EU’s Corporate Sustainability Reporting Directive (CSRD), in effect since January 5, 2023, mandates EU businesses, including qualifying EU subsidiaries of non-EU companies, to report comprehensively on the environmental and social impact of their activities and the business impact of their ESG efforts. This regulatory framework, introduced as part of the European Commission’s Sustainable Finance Package, aims to provide transparency that aids investors, analysts, consumers, and other stakeholders in evaluating EU companies’ sustainability performance and related business impacts and risks. Let’s delve deeper into the CSRD, its reporting requirements, and the transformative impact it carries.

Understanding CSRD:

The CSRD, a successor to the Non-Financial Reporting Directive (NFRD), significantly expands the scope and reporting requirements for sustainability disclosures. It applies to diverse entities, including large listed undertakings, EU-based large undertakings (listed or not), and ‘third-country’ undertakings with EU subsidiaries. The goal is to foster transparency, allowing stakeholders to understand better and compare organizations’ ESG impacts.
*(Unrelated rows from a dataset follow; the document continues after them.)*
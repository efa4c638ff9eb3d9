//! Text rendering rules: the model prompt, the tracker description, and the
//! wiki page title and body.
//!
//! These are pure functions over the data model. Adapters send what is
//! rendered here verbatim.

use crate::{IssueRequest, SourceContext, SpecificationRecord, TicketReference};

/// Characters of each file embedded in the prompt.
pub const CONTEXT_PREVIEW_CHARS: usize = 500;

/// System instruction framing the assistant's role.
pub const SYSTEM_INSTRUCTION: &str = "You are an experienced software engineer. \
You turn an issue report and the existing source code into an implementation specification.";

/// Sampling temperature for the generation call.
pub const SAMPLING_TEMPERATURE: f32 = 0.7;

// ---------------------------------------------------------------------------
// Prompt
// ---------------------------------------------------------------------------

/// Renders every context file as a labelled, truncated block.
///
/// Each block is `=== path ===`, then at most [`CONTEXT_PREVIEW_CHARS`]
/// characters of content followed by `...`. Blocks are separated by a blank
/// line.
pub fn render_context_block(context: &SourceContext) -> String {
    context
        .iter()
        .map(|(path, content)| {
            let preview: String = content.chars().take(CONTEXT_PREVIEW_CHARS).collect();
            format!("=== {path} ===\n{preview}...")
        })
        .collect::<Vec<_>>()
        .join("\n\n")
}

/// Composes the user prompt for the generation call.
pub fn render_prompt(issue: &IssueRequest, context: &SourceContext) -> String {
    let context_block = render_context_block(context);
    format!(
        r#"Analyse the following issue and the existing code, then produce an implementation specification and a ticket proposal.

[Issue title]
{title}

[Issue body]
{body}

[Existing code]
{context_block}

Reply with a single JSON object of exactly this shape:
{{
  "summary": "ticket title (one line)",
  "description": "detailed implementation specification",
  "acceptance_criteria": [
    "acceptance criterion 1",
    "acceptance criterion 2",
    "acceptance criterion 3"
  ],
  "confluence_content": "detailed design document for the wiki"
}}
"#,
        title = issue.title,
        body = issue.body,
    )
}

// ---------------------------------------------------------------------------
// Tracker
// ---------------------------------------------------------------------------

/// Issue type every ticket is filed as.
pub const TICKET_ISSUE_TYPE: &str = "Task";

/// Composes the tracker description: the specification's description, then an
/// acceptance-criteria heading and one `* ` bullet line per criterion.
pub fn render_ticket_description(spec: &SpecificationRecord) -> String {
    let bullets = spec
        .acceptance_criteria
        .iter()
        .map(|criterion| format!("* {criterion}"))
        .collect::<Vec<_>>()
        .join("\n");
    format!(
        "{}\n\n*Acceptance criteria:*\n{bullets}",
        spec.description
    )
}

// ---------------------------------------------------------------------------
// Wiki
// ---------------------------------------------------------------------------

/// Page title: the summary, prefixed with `[KEY] ` when a ticket exists.
pub fn render_page_title(spec: &SpecificationRecord, ticket: Option<&TicketReference>) -> String {
    match ticket {
        Some(ticket) => format!("[{}] {}", ticket.key, spec.summary),
        None => spec.summary.clone(),
    }
}

/// Page body as a storage-format HTML fragment.
///
/// Overview heading and paragraph (newlines become `<br/>`), acceptance
/// criteria heading and list, and a related-ticket link only when a ticket
/// exists. All interpolated text is escaped.
pub fn render_page_body(spec: &SpecificationRecord, ticket: Option<&TicketReference>) -> String {
    let overview = escape_html(spec.document_content())
        .replace("\r\n", "<br/>")
        .replace(['\n', '\r'], "<br/>");

    let items: String = spec
        .acceptance_criteria
        .iter()
        .map(|criterion| format!("<li>{}</li>", escape_html(criterion)))
        .collect();

    let mut body = format!(
        "<h2>Overview</h2><p>{overview}</p><h2>Acceptance Criteria</h2><ul>{items}</ul>"
    );

    if let Some(ticket) = ticket {
        let key = escape_html(ticket.key.as_str());
        body.push_str(&format!(
            "<h2>Related Ticket</h2><p>Ticket: <a href=\"{url}\">{key}</a></p>",
            url = escape_html(&ticket.browse_url),
        ));
    }

    body
}

/// Escapes the characters that are significant in HTML text and attributes.
pub fn escape_html(text: &str) -> String {
    let mut out = String::with_capacity(text.len());
    for c in text.chars() {
        match c {
            '&' => out.push_str("&amp;"),
            '<' => out.push_str("&lt;"),
            '>' => out.push_str("&gt;"),
            '"' => out.push_str("&quot;"),
            _ => out.push(c),
        }
    }
    out
}
//! Configuration service abstraction for dependency injection and test
//! isolation.
//!
//! A [`ConfigService`] hides where settings live so the engine and the tests
//! can share one code path. The production implementation layers the user's
//! TOML file with `LANGKIT_*` environment variables; the test implementation
//! operates entirely inside a caller-provided directory.

use std::path::{Path, PathBuf};
use std::sync::{Arc, RwLock};

use config::{Config as ConfigCrate, Environment, File};
use log::debug;

use crate::config::Settings;
use crate::error::LangkitError;
use crate::Result;

/// Configuration service trait.
///
/// Implementations must be cheap to clone behind an `Arc` and safe to share
/// across the server, the task engine and the provider registry.
pub trait ConfigService: Send + Sync {
    /// Get the current settings.
    ///
    /// Returns a clone of the cached settings, loading them on first use.
    fn get_settings(&self) -> Result<Settings>;

    /// Force a reload from all sources, discarding the cache.
    fn reload(&self) -> Result<()>;

    /// Persist the given settings to the configuration file and replace the
    /// cached copy.
    fn save_settings(&self, settings: &Settings) -> Result<()>;

    /// Path of the configuration file.
    fn config_file_path(&self) -> PathBuf;

    /// Root directory for langkit state (model caches, downloaded tools).
    fn config_root(&self) -> PathBuf;
}

/// Production configuration service.
///
/// Sources, lowest priority first: defaults, the user config file,
/// `LANGKIT_*` environment variables.
pub struct ProductionConfigService {
    config_file: PathBuf,
    config_root: PathBuf,
    cached: Arc<RwLock<Option<Settings>>>,
}

impl ProductionConfigService {
    /// Create a service rooted at the platform config directory.
    pub fn new() -> Result<Self> {
        let root = crate::config::default_config_root();
        Ok(Self::with_root(root))
    }

    /// Create a service rooted at an explicit directory.
    pub fn with_root(root: PathBuf) -> Self {
        Self {
            config_file: root.join("config.toml"),
            config_root: root,
            cached: Arc::new(RwLock::new(None)),
        }
    }

    fn load(&self) -> Result<Settings> {
        let builder = ConfigCrate::builder()
            .add_source(File::from(self.config_file.clone()).required(false))
            .add_source(Environment::with_prefix("LANGKIT").separator("__"));
        let settings: Settings = builder.build()?.try_deserialize()?;
        debug!("loaded settings from {}", self.config_file.display());
        Ok(settings)
    }

    fn write_file(&self, settings: &Settings) -> Result<()> {
        let text = toml::to_string_pretty(settings)
            .map_err(|e| LangkitError::config(format!("settings serialization failed: {}", e)))?;
        if let Some(parent) = self.config_file.parent() {
            std::fs::create_dir_all(parent)?;
        }
        std::fs::write(&self.config_file, text)?;
        Ok(())
    }
}

impl ConfigService for ProductionConfigService {
    fn get_settings(&self) -> Result<Settings> {
        {
            let cached = self.cached.read().unwrap();
            if let Some(settings) = cached.as_ref() {
                return Ok(settings.clone());
            }
        }
        let settings = self.load()?;
        *self.cached.write().unwrap() = Some(settings.clone());
        Ok(settings)
    }

    fn reload(&self) -> Result<()> {
        let settings = self.load()?;
        *self.cached.write().unwrap() = Some(settings);
        Ok(())
    }

    fn save_settings(&self, settings: &Settings) -> Result<()> {
        self.write_file(settings)?;
        *self.cached.write().unwrap() = Some(settings.clone());
        Ok(())
    }

    fn config_file_path(&self) -> PathBuf {
        self.config_file.clone()
    }

    fn config_root(&self) -> PathBuf {
        self.config_root.clone()
    }
}

/// Test configuration service confined to a caller-owned directory.
///
/// No environment layering, so parallel tests cannot bleed into each other.
pub struct TestConfigService {
    config_file: PathBuf,
    config_root: PathBuf,
    cached: Arc<RwLock<Settings>>,
}

impl TestConfigService {
    /// Create a test service rooted at `root` with the given settings.
    pub fn new(root: &Path, settings: Settings) -> Self {
        Self {
            config_file: root.join("config.toml"),
            config_root: root.to_path_buf(),
            cached: Arc::new(RwLock::new(settings)),
        }
    }

    /// Create a test service rooted at `root` with default settings.
    pub fn with_defaults(root: &Path) -> Self {
        Self::new(root, Settings::default())
    }
}

impl ConfigService for TestConfigService {
    fn get_settings(&self) -> Result<Settings> {
        Ok(self.cached.read().unwrap().clone())
    }

    fn reload(&self) -> Result<()> {
        if self.config_file.exists() {
            let text = std::fs::read_to_string(&self.config_file)?;
            let settings: Settings = toml::from_str(&text)
                .map_err(|e| LangkitError::config(format!("invalid test settings: {}", e)))?;
            *self.cached.write().unwrap() = settings;
        }
        Ok(())
    }

    fn save_settings(&self, settings: &Settings) -> Result<()> {
        let text = toml::to_string_pretty(settings)
            .map_err(|e| LangkitError::config(format!("settings serialization failed: {}", e)))?;
        std::fs::create_dir_all(&self.config_root)?;
        std::fs::write(&self.config_file, text)?;
        *self.cached.write().unwrap() = settings.clone();
        Ok(())
    }

    fn config_file_path(&self) -> PathBuf {
        self.config_file.clone()
    }

    fn config_root(&self) -> PathBuf {
        self.config_root.clone()
    }
}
Why the CSRD was Introduced:

The roots of the CSRD reporting requirements trace back to 2021 when the European Parliamentary Research Service identified shortcomings in the NFRD, emphasizing the need for consistent and comparable data. The CSRD aims to address these gaps, providing investors and consumers with a simpler and more consistent way to comprehend and compare organizations’ ESG impact. Aligned with Europe’s 2050 climate-neutrality target and the European Green Deal, the CSRD contributes to a globally competitive and resilient industry, energy-efficient buildings, cleaner energy, and innovative clean technologies.

Who Must Comply with the CSRD:

By 2028, diverse organizations must adhere to the CSRD, including large listed undertakings, EU-based large undertakings, and ‘third-country’ undertakings. The criteria vary, encompassing total assets, net turnover, and the number of employees. This broad applicability ensures that many companies contribute to the sustainability narrative.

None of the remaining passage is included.